— TASK TO COMPLETE —
Take every line in the entries that includes the word "InstalledApp" and copy it.

Stored items
####################

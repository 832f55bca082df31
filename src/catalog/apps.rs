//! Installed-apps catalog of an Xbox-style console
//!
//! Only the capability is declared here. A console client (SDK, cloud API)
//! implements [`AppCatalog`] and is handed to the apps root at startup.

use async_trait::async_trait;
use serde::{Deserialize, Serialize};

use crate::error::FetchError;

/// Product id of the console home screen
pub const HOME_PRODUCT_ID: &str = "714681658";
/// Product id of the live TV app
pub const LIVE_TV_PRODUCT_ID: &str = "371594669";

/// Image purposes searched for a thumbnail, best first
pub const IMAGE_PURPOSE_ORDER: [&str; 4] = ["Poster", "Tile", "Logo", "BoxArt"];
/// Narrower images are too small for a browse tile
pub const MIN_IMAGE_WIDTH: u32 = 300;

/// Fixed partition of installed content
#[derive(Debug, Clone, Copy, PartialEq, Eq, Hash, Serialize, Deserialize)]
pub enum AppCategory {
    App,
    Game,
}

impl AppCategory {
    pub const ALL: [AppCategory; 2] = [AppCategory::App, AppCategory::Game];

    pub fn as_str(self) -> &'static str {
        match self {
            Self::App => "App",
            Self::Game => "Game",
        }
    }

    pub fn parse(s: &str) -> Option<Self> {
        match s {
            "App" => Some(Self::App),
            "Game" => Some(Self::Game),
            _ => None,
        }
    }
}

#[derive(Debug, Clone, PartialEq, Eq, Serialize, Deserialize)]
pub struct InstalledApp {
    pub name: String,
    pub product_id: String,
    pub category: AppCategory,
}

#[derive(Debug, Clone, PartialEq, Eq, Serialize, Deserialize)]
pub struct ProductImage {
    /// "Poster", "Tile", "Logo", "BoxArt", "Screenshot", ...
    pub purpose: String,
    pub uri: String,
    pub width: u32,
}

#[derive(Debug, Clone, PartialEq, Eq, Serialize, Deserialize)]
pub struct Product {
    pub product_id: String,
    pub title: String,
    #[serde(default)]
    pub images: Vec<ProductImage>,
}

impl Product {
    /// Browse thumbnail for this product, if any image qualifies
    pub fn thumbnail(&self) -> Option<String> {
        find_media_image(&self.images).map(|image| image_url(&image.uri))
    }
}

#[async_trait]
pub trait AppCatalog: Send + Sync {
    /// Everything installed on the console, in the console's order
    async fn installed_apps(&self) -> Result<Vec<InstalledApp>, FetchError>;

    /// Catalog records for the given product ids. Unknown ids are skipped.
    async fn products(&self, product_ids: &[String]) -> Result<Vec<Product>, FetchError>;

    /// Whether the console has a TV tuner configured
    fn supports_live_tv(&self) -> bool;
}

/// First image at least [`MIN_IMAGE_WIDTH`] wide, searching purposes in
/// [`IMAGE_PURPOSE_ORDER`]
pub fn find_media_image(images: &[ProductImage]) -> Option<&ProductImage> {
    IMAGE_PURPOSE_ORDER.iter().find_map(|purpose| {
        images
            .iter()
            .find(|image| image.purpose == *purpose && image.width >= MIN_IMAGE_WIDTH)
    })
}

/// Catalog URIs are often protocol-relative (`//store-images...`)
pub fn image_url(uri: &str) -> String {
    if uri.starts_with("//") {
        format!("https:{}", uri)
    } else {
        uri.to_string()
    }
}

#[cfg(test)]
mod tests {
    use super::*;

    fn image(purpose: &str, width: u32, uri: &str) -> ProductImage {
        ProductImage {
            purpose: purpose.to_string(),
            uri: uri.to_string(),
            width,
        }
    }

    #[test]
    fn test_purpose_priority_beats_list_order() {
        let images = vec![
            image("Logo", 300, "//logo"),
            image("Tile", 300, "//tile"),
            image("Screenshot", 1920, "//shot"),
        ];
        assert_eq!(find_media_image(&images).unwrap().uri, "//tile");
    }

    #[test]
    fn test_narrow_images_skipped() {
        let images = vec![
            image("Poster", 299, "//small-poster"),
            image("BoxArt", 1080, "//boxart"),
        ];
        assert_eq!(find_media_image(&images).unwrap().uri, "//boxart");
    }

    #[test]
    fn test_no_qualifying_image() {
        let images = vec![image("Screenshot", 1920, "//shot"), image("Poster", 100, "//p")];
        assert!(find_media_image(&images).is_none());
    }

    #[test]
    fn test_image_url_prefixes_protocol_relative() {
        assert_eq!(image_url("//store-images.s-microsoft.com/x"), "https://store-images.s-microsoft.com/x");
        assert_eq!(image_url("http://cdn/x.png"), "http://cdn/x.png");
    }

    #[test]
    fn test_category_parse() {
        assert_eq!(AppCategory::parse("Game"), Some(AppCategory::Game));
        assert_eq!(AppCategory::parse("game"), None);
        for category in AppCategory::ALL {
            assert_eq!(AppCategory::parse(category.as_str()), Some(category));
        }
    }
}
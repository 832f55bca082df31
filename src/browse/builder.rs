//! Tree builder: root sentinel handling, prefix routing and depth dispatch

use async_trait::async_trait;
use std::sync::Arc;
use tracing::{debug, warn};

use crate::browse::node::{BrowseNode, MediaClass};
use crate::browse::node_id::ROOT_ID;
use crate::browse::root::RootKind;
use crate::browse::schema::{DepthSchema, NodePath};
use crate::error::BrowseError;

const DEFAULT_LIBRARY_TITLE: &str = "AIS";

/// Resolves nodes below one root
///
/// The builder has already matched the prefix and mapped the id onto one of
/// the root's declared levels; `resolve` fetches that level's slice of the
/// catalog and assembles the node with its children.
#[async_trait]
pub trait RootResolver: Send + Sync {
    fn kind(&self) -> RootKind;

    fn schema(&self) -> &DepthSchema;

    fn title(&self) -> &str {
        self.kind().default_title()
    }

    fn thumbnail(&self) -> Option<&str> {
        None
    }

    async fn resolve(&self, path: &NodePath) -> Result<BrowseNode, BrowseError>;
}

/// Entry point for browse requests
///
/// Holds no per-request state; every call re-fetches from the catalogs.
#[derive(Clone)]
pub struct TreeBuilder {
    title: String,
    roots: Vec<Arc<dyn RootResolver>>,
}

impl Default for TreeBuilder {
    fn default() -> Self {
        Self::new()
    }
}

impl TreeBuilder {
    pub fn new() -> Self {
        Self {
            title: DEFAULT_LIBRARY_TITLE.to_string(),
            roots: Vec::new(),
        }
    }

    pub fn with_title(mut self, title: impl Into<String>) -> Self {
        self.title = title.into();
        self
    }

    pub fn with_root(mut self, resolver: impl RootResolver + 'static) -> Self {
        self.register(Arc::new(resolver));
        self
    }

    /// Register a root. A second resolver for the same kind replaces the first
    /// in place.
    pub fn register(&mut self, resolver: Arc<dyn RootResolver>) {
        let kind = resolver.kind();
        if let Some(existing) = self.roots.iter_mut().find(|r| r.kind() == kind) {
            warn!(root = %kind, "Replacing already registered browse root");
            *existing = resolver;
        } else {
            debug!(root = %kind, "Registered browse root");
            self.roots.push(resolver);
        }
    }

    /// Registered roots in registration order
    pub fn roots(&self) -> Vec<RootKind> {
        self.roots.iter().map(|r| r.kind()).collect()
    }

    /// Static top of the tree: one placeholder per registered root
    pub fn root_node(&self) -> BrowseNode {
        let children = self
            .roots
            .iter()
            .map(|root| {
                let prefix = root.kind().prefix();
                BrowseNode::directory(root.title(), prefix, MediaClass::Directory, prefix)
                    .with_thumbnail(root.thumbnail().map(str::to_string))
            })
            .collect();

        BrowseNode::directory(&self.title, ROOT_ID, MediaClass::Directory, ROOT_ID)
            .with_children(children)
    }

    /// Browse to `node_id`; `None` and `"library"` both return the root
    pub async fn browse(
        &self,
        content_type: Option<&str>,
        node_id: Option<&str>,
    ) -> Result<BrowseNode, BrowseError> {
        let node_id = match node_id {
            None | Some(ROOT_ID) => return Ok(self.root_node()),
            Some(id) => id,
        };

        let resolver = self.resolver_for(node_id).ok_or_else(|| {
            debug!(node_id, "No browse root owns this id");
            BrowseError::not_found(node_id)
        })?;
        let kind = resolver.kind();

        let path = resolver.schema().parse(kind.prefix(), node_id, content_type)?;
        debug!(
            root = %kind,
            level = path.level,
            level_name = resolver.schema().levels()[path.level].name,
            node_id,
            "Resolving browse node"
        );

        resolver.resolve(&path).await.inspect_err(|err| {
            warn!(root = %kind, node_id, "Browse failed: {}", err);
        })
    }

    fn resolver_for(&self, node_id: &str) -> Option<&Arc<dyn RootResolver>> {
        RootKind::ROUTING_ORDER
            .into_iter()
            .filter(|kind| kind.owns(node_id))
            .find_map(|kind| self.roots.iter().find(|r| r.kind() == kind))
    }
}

####################

— TASK SOLUTION —
pub struct InstalledApp {
    async fn installed_apps(&self) -> Result<Vec<InstalledApp>, FetchError>;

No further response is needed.